With a dataset size of 5,635,745, it took me 21 hours, 22 minutes, and 6 seconds to run this on a V100 with a final training loss of 2.697805, valid loss of 2.571279, and accuracy of 0.524987.

2 Likes

Did you wind up getting regression to work with a pre-trained LM?

Not yet. Although I haven’t worked on it for a while. The devs mentioned that the latest data block API made working on a regression problem easier. But I haven’t yet looked at it. I will in the next couple of days.

Gotcha. I’m trying to figure out how to do regression on the indices of particular tokens, kind of like bounding boxes with category labels in a CNN but haven’t yet worked out what the input/head needs to look like for that to work.

I’m working on a similar task (trying to turn the text classifier into a regressor) and thanks to the posts above, have gotten my databunch set up. I’ve changed the loss function like so:

def rmse(preds, targs):
"""Compute root mean squared error"""
return np.sqrt(torch.mean((targs - preds).pow(2)))

learn.loss_func = F.mse_loss
learn.metrics = [rmse]

The final layer of the classifier is a Linear layer with input size 50 to output size 0, and I’ve changed that to output size 1 by altering the init method of the PoolingLinearClassifier: (left out the rest for brevity)

class PoolingLinearRegressor(nn.Module):
"Create a linear regressor with pooling."

def __init__(self, layers:Collection[int], drops:Collection[float]):
    super().__init__()
    mod_layers = []
    activs = [nn.ReLU(inplace=True)] * (len(layers) - 2) + [None]
    for n_in,n_out,p,actn in zip(layers[:-1],layers[1:], drops, activs):
        mod_layers += bn_drop_lin(n_in, n_out, p=p, actn=actn)
   mod_layers[-1] = nn.Linear(in_features=50, out_features=1, bias=True)
    self.layers = nn.Sequential(*mod_layers)

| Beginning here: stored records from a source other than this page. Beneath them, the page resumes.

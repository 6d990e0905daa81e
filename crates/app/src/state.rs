use crossbeam_channel::{unbounded, Receiver, Sender};
use std::path::{Path, PathBuf};
use std::sync::atomic::{AtomicBool, Ordering};
use std::sync::Arc;
use treeheat_core::scanner::{ScanMsg, ScanOptions, Scanner, WeightMetric};
use treeheat_core::{search, Progress, Session, Transition, TreemapConfig, WeightUnit};

pub struct AppState {
    pub config: TreemapConfig,
    pub session: Option<Session>,
    pub source: Option<PathBuf>,
    pub cancel: Arc<AtomicBool>,
    pub paused: Arc<AtomicBool>,
    pub scan_rx: Option<Receiver<ScanMsg>>,
    pub scan_options: ScanOptions,
    pub progress: Progress,
    pub scan_errors: usize,
    pub search: String,
    pub status: Option<String>,
}

impl AppState {
    pub fn new(config: TreemapConfig) -> Self {
        Self {
            config,
            session: None,
            source: None,
            cancel: Arc::new(AtomicBool::new(false)),
            paused: Arc::new(AtomicBool::new(false)),
            scan_rx: None,
            scan_options: ScanOptions::default(),
            progress: Progress::default(),
            scan_errors: 0,
            search: String::new(),
            status: None,
        }
    }

    /// Replace the current dataset with the one in `path`. A dataset that fails to
    /// load leaves the previous one in place.
    pub fn open_dataset(&mut self, path: &Path) {
        let loaded = std::fs::read_to_string(path)
            .map_err(anyhow::Error::from)
            .and_then(|text| Ok(Session::load(&text, self.config.clone())?));
        match loaded {
            Ok(session) => {
                tracing::info!(path = %path.display(), nodes = session.tree().len(), "opened dataset");
                self.session = Some(session);
                self.source = Some(path.to_path_buf());
                self.status = None;
            }
            Err(e) => {
                tracing::warn!(path = %path.display(), error = %e, "failed to open dataset");
                self.status = Some(format!("{}: {e}", path.display()));
            }
        }
    }

    pub fn start_scan(&mut self, root: PathBuf) {
        self.source = Some(root.clone());
        self.progress = Progress::default();
        self.scan_errors = 0;
        self.session = None;
        self.status = None;
        self.cancel.store(false, Ordering::Relaxed);
        self.paused.store(false, Ordering::Relaxed);
        self.config.weight_unit = match self.scan_options.weight {
            WeightMetric::Bytes => WeightUnit::Bytes,
            WeightMetric::Lines => WeightUnit::Count,
        };

        let (tx, rx): (Sender<ScanMsg>, Receiver<ScanMsg>) = unbounded();
        self.scan_rx = Some(rx);
        let cancel = self.cancel.clone();
        let paused = self.paused.clone();
        let options = self.scan_options.clone();

        std::thread::spawn(move || {
            let scanner = Scanner::new(cancel, paused, options);
            scanner.scan(root, tx);
        });
    }

    pub fn cancel_scan(&self) {
        self.cancel.store(true, Ordering::Relaxed);
    }

    pub fn toggle_pause(&self) {
        let now = !self.paused.load(Ordering::Relaxed);
        self.paused.store(now, Ordering::Relaxed);
    }

    pub fn is_paused(&self) -> bool {
        self.paused.load(Ordering::Relaxed)
    }

    pub fn is_scanning(&self) -> bool {
        self.scan_rx.is_some()
    }

    /// Drain scanner messages. Returns true when anything arrived.
    pub fn poll_scan(&mut self) -> bool {
        // Take ownership of the receiver to avoid borrowing while we might assign to it.
        let Some(rx) = self.scan_rx.take() else {
            return false;
        };
        let mut had_msg = false;
        let mut finished = false;
        while let Ok(msg) = rx.try_recv() {
            had_msg = true;
            match msg {
                ScanMsg::Progress(p) => self.progress = p,
                ScanMsg::Done(raw) => {
                    self.session = Some(Session::from_raw(raw, self.config.clone()));
                    finished = true;
                    break;
                }
                ScanMsg::Error(_) => self.scan_errors += 1,
            }
        }
        if !finished {
            // Put the receiver back to keep polling next frame
            self.scan_rx = Some(rx);
        }
        had_msg
    }

    /// Config edits apply to the open session too.
    pub fn set_config(&mut self, config: TreemapConfig) {
        if let Some(session) = &mut self.session {
            *session.config_mut() = config.clone();
        }
        self.config = config;
    }

    pub fn jump_to(&mut self) {
        let Some(session) = &mut self.session else {
            return;
        };
        match search::find(session.tree(), self.search.trim()) {
            Some(id) => {
                if session.expand(id) == Transition::Unchanged {
                    self.status = Some(format!("{} cannot be expanded", self.search.trim()));
                } else {
                    self.status = None;
                }
            }
            None => self.status = Some(format!("nothing matches {:?}", self.search.trim())),
        }
    }
}
#[derive(Debug, Clone, Copy, Default, PartialEq)]
pub struct Progress {
    pub scanned: u64,
    pub discovered: u64,
    /// Total weight of the files scanned so far, in the scan's weight metric.
    pub weight: f64,
}
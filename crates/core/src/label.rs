//! Decides how a node's label fits its rectangle.

use serde::{Deserialize, Serialize};

use crate::config::TreemapConfig;
use crate::treemap::Rect;

/// Text measurement service. Must be deterministic for a given font.
pub trait TextMeasure {
    /// Pixel width of `text` rendered at `font_size` in `font_family`.
    fn measure(&self, text: &str, font_size: f64, font_family: &str) -> f64;
}

impl<F> TextMeasure for F
where
    F: Fn(&str, f64, &str) -> f64,
{
    fn measure(&self, text: &str, font_size: f64, font_family: &str) -> f64 {
        self(text, font_size, font_family)
    }
}

/// Font-independent estimate: every character advances by a fixed fraction of the
/// font size. Good enough for headless export.
#[derive(Debug, Clone, Copy, PartialEq)]
pub struct AverageCharMeasure {
    pub advance: f64,
}

impl Default for AverageCharMeasure {
    fn default() -> Self {
        Self { advance: 0.55 }
    }
}

impl TextMeasure for AverageCharMeasure {
    fn measure(&self, text: &str, font_size: f64, _font_family: &str) -> f64 {
        text.chars().count() as f64 * font_size * self.advance
    }
}

#[derive(Debug, Clone, Copy, PartialEq, Serialize, Deserialize)]
pub struct LabelFit {
    /// Above 1 the label is drawn unscaled; 0 means it cannot fit at all.
    pub scale: f64,
    /// Invisible labels stay in the model (hover still works) but are drawn transparent.
    pub visible: bool,
    /// Height the label takes off the top of the rectangle's content area.
    pub reserved_height: f64,
}

impl LabelFit {
    pub fn font_size(&self, config: &TreemapConfig) -> f64 {
        config.font_size * self.scale.min(1.0)
    }

    /// Baseline origin of the label inside `rect`.
    pub fn anchor(&self, rect: &Rect, config: &TreemapConfig) -> (f64, f64) {
        if self.scale > 1.0 {
            (rect.x + config.margin, rect.y + config.font_size)
        } else {
            (rect.x, rect.y + self.scale * config.font_size)
        }
    }
}

pub fn fit(text: &str, rect: &Rect, measure: &dyn TextMeasure, config: &TreemapConfig) -> LabelFit {
    let font_size = config.font_size;
    let text_width = measure.measure(text, font_size, &config.font_family) + config.margin;

    let mut scale = if text_width > 0.0 { rect.w / text_width } else { 0.0 };
    if !scale.is_finite() || scale < 0.0 {
        scale = 0.0;
    }
    let too_tall = if scale > 1.0 {
        font_size > rect.h
    } else {
        scale * font_size > rect.h
    };
    if too_tall {
        scale = 0.0;
    }

    let reserved_height = if scale > 1.0 {
        config.label_band
    } else {
        scale * font_size + config.label_gap
    };

    LabelFit {
        scale,
        visible: scale >= config.min_label_scale,
        reserved_height,
    }
}
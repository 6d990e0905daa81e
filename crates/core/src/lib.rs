pub mod builder;
pub mod color;
pub mod config;
pub mod error;
pub mod export;
pub mod history;
pub mod human;
pub mod label;
pub mod layout;
pub mod model;
pub mod navigation;
pub mod progress;
pub mod scanner;
pub mod search;
pub mod session;
pub mod treemap;

pub use builder::{build, build_tree, parse, RawNode};
pub use color::{ColorMode, Palette, Shade};
pub use config::{TreemapConfig, WeightUnit};
pub use error::{Error, Result};
pub use history::{FileChurn, History};
pub use label::{AverageCharMeasure, LabelFit, TextMeasure};
pub use layout::{layout_frame, Frame, NodeView};
pub use model::*;
pub use navigation::{BreadcrumbEntry, Navigator, Transition};
pub use progress::*;
pub use scanner::*;
pub use session::{Session, Surface};
pub use treemap::{squarify, Rect, TreemapItem};
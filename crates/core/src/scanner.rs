use crossbeam_channel::Sender;
use ignore::{WalkBuilder, WalkState};
use serde::{Deserialize, Serialize};
use std::collections::HashMap;
use std::{
    path::{Path, PathBuf},
    sync::{
        atomic::{AtomicBool, AtomicU64, Ordering},
        Arc,
    },
};

use crate::builder::RawNode;
use crate::history::{History, DEFAULT_HISTORY_DEPTH};
use crate::progress::Progress;
use std::io::Read;
use std::thread::sleep;
use std::time::{Duration, SystemTime};

/// What a file's area stands for.
#[derive(Debug, Clone, Copy, PartialEq, Eq, Default, Serialize, Deserialize)]
#[serde(rename_all = "kebab-case")]
pub enum WeightMetric {
    #[default]
    Bytes,
    Lines,
}

/// What a file's color stands for.
#[derive(Debug, Clone, Copy, PartialEq, Eq, Default, Serialize, Deserialize)]
#[serde(rename_all = "kebab-case")]
pub enum HeatMetric {
    #[default]
    None,
    /// Days since the file was last modified.
    Age,
    /// Recent commits that touched the file.
    Frequency,
    /// Lines added plus deleted by recent commits.
    LocChanges,
}

impl HeatMetric {
    fn needs_history(self) -> bool {
        matches!(self, HeatMetric::Frequency | HeatMetric::LocChanges)
    }
}

#[derive(Debug, Clone)]
pub struct ScanOptions {
    pub weight: WeightMetric,
    pub heat: HeatMetric,
    /// Directory or file names that are never descended into.
    pub skip: Vec<String>,
    /// Commits read for the history based heat metrics.
    pub history_depth: usize,
}

impl Default for ScanOptions {
    fn default() -> Self {
        Self {
            weight: WeightMetric::default(),
            heat: HeatMetric::default(),
            skip: vec![".git".to_string()],
            history_depth: DEFAULT_HISTORY_DEPTH,
        }
    }
}

#[derive(Debug, Clone)]
pub enum ScanMsg {
    Progress(Progress),
    Done(RawNode),
    Error(String),
}

#[derive(Debug, Clone)]
struct FileEntry {
    path: PathBuf,
    weight: f64,
    heat: Option<f64>,
}

pub struct Scanner {
    cancel: Arc<AtomicBool>,
    paused: Arc<AtomicBool>,
    options: ScanOptions,
}

impl Scanner {
    pub fn new(cancel: Arc<AtomicBool>, paused: Arc<AtomicBool>, options: ScanOptions) -> Self {
        Self {
            cancel,
            paused,
            options,
        }
    }

    /// Walk `root` and send the resulting dataset as [`ScanMsg::Done`]. A cancelled
    /// scan still sends whatever it collected.
    pub fn scan(&self, root: PathBuf, tx: Sender<ScanMsg>) {
        use parking_lot::Mutex;

        let cancel = self.cancel.clone();
        let paused = self.paused.clone();
        let options = self.options.clone();

        // Shared progress counters
        let discovered = Arc::new(AtomicU64::new(0));
        let scanned = Arc::new(AtomicU64::new(0));
        let weight = Arc::new(Mutex::new(0f64));

        let files: Arc<Mutex<Vec<FileEntry>>> = Arc::new(Mutex::new(Vec::with_capacity(4096)));
        let dirs: Arc<Mutex<Vec<PathBuf>>> = Arc::new(Mutex::new(Vec::new()));

        // A root outside any repository still scans; files just carry no heat.
        let history = if options.heat.needs_history() {
            match History::collect(&root, options.history_depth) {
                Ok(h) => Some(Arc::new(h)),
                Err(e) => {
                    tracing::warn!(root = %root.display(), error = %e, "no git history for heat");
                    let _ = tx.send(ScanMsg::Error(e.to_string()));
                    None
                }
            }
        } else {
            None
        };

        let skip = options.skip.clone();
        let mut builder = WalkBuilder::new(&root);
        builder
            .hidden(false)
            .git_global(false)
            .follow_links(false)
            .filter_entry(move |e| !skip.iter().any(|s| e.file_name() == s.as_str()))
            .threads(num_cpus::get());

        let walker = builder.build_parallel();
        walker.run(|| {
            let paused_outer = paused.clone();
            let cancel = cancel.clone();
            let tx = tx.clone();
            let discovered = discovered.clone();
            let scanned = scanned.clone();
            let weight = weight.clone();
            let files = files.clone();
            let dirs = dirs.clone();
            let options = options.clone();
            let history = history.clone();
            Box::new(move |entry| {
                while paused_outer.load(Ordering::Relaxed) {
                    if cancel.load(Ordering::Relaxed) {
                        return WalkState::Quit;
                    }
                    sleep(Duration::from_millis(40));
                }
                if cancel.load(Ordering::Relaxed) {
                    return WalkState::Quit;
                }
                match entry {
                    Ok(ent) => {
                        let file_type = ent.file_type();
                        if file_type.map(|ft| ft.is_dir()).unwrap_or(false) {
                            dirs.lock().push(ent.path().to_path_buf());
                        } else if file_type.map(|ft| ft.is_file()).unwrap_or(false) {
                            discovered.fetch_add(1, Ordering::Relaxed);
                            let path = ent.path().to_path_buf();
                            match measure_file(&path, &options, history.as_deref()) {
                                Ok(file) => {
                                    scanned.fetch_add(1, Ordering::Relaxed);
                                    {
                                        let mut w = weight.lock();
                                        *w += file.weight;
                                        let _ = tx.send(ScanMsg::Progress(Progress {
                                            scanned: scanned.load(Ordering::Relaxed),
                                            discovered: discovered.load(Ordering::Relaxed),
                                            weight: *w,
                                        }));
                                    }
                                    files.lock().push(file);
                                }
                                Err(e) => {
                                    // Still count as scanned, but no weight
                                    scanned.fetch_add(1, Ordering::Relaxed);
                                    tracing::debug!(path = %path.display(), error = %e, "unreadable file");
                                    let _ = tx.send(ScanMsg::Error(format!("{}: {e}", path.display())));
                                }
                            }
                        }
                        WalkState::Continue
                    }
                    Err(e) => {
                        let _ = tx.send(ScanMsg::Error(e.to_string()));
                        WalkState::Continue
                    }
                }
            })
        });

        let files = Arc::try_unwrap(files)
            .map(|m| m.into_inner())
            .unwrap_or_else(|arc| arc.lock().clone());
        let dirs = Arc::try_unwrap(dirs)
            .map(|m| m.into_inner())
            .unwrap_or_else(|arc| arc.lock().clone());
        tracing::debug!(root = %root.display(), files = files.len(), dirs = dirs.len(), "scan finished");
        let dataset = build_dataset(&root, dirs, files);
        let _ = tx.send(ScanMsg::Done(dataset));
    }
}

fn measure_file(path: &Path, options: &ScanOptions, history: Option<&History>) -> std::io::Result<FileEntry> {
    let md = std::fs::metadata(path)?;
    let weight = match options.weight {
        WeightMetric::Bytes => md.len() as f64,
        WeightMetric::Lines => count_lines(std::fs::File::open(path)?)? as f64,
    };
    let heat = match options.heat {
        HeatMetric::None => None,
        HeatMetric::Age => md.modified().ok().map(age_in_days),
        HeatMetric::Frequency => history.map(|h| h.churn(path).commits as f64),
        HeatMetric::LocChanges => history.map(|h| h.churn(path).changed_lines as f64),
    };
    Ok(FileEntry {
        path: path.to_path_buf(),
        weight,
        heat,
    })
}

/// Newlines in `reader`, read in fixed-size chunks.
fn count_lines(mut reader: impl Read) -> std::io::Result<u64> {
    let mut buf = [0u8; 64 * 1024];
    let mut lines = 0u64;
    loop {
        let n = match reader.read(&mut buf) {
            Ok(0) => return Ok(lines),
            Ok(n) => n,
            Err(e) if e.kind() == std::io::ErrorKind::Interrupted => continue,
            Err(e) => return Err(e),
        };
        lines += buf[..n].iter().filter(|&&b| b == b'\n').count() as u64;
    }
}

fn age_in_days(modified: SystemTime) -> f64 {
    let modified: chrono::DateTime<chrono::Utc> = modified.into();
    let age = chrono::Utc::now().signed_duration_since(modified);
    (age.num_seconds().max(0) as f64) / 86_400.0
}

struct DirEntry {
    name: String,
    kind: &'static str,
    weight: f64,
    heat: Option<f64>,
    children: Vec<usize>,
}

/// Assemble the nested dataset from the walked directories and files. Directory
/// weights are the sum of the files beneath them, so empty directories weigh 0;
/// directories carry no heat.
fn build_dataset(root: &Path, dirs: Vec<PathBuf>, files: Vec<FileEntry>) -> RawNode {
    let root = root.to_path_buf();
    let mut nodes: Vec<DirEntry> = Vec::with_capacity(1024);
    let mut id_by_path: HashMap<PathBuf, usize> = HashMap::new();

    // Helper to ensure a directory node exists (and link it to its parent)
    fn ensure_dir(
        path: &Path,
        root: &Path,
        nodes: &mut Vec<DirEntry>,
        id_by_path: &mut HashMap<PathBuf, usize>,
    ) -> usize {
        if let Some(id) = id_by_path.get(path).cloned() {
            return id;
        }
        let parent_id = if path == root {
            None
        } else {
            let parent = path.parent().unwrap_or(root);
            Some(ensure_dir(parent, root, nodes, id_by_path))
        };
        let id = nodes.len();
        nodes.push(DirEntry {
            name: display_name(path),
            kind: "DIR",
            weight: 0.0,
            heat: None,
            children: Vec::new(),
        });
        id_by_path.insert(path.to_path_buf(), id);
        if let Some(pid) = parent_id {
            nodes[pid].children.push(id);
        }
        id
    }

    let root_id = ensure_dir(&root, &root, &mut nodes, &mut id_by_path);
    for dir in &dirs {
        ensure_dir(dir, &root, &mut nodes, &mut id_by_path);
    }

    // Add files and propagate weights
    for file in files {
        let parent_dir = file.path.parent().unwrap_or(&root).to_path_buf();
        let pid = ensure_dir(&parent_dir, &root, &mut nodes, &mut id_by_path);
        let id = nodes.len();
        nodes.push(DirEntry {
            name: display_name(&file.path),
            kind: "FILE",
            weight: file.weight,
            heat: file.heat,
            children: Vec::new(),
        });
        nodes[pid].children.push(id);

        let mut cur = Some(parent_dir);
        while let Some(dir) = cur {
            if let Some(&did) = id_by_path.get(&dir) {
                nodes[did].weight += file.weight;
            }
            if dir == root {
                break;
            }
            cur = dir.parent().map(|p| p.to_path_buf());
        }
    }

    to_raw(&nodes, root_id)
}

fn display_name(path: &Path) -> String {
    path.file_name()
        .and_then(|s| s.to_str())
        .unwrap_or_else(|| path.as_os_str().to_str().unwrap_or(""))
        .to_string()
}

fn to_raw(nodes: &[DirEntry], id: usize) -> RawNode {
    let node = &nodes[id];
    RawNode {
        name: Some(node.name.clone()),
        weight: Some(node.weight),
        heat: node.heat,
        kind: Some(node.kind.to_string()),
        children: Some(node.children.iter().map(|&c| to_raw(nodes, c)).collect()),
    }
}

When I try training the learner, I hit an embedding index error:

~/anaconda3/envs/fastai/lib/python3.6/site-packages/torch/nn/functional.py in 
embedding(input, weight, padding_idx, max_norm, norm_type, scale_grad_by_freq, 
sparse)
   1410         # remove once script supports set_grad_enabled
   1411         torch.no_grad_embedding_renorm_(weight, input, max_norm, 
norm_type)
-> 1412     return torch.embedding(weight, input, padding_idx, scale_grad_by_freq, 
sparse)
   1413 
   1414 

RuntimeError: index out of range at /opt/conda/conda-bld/pytorch- 
nightly_1543482224190/work/aten/src/TH/generic/THTensorEvenMoreMath.cpp:191

I don’t understand yet how my model changes have affected the embeddings.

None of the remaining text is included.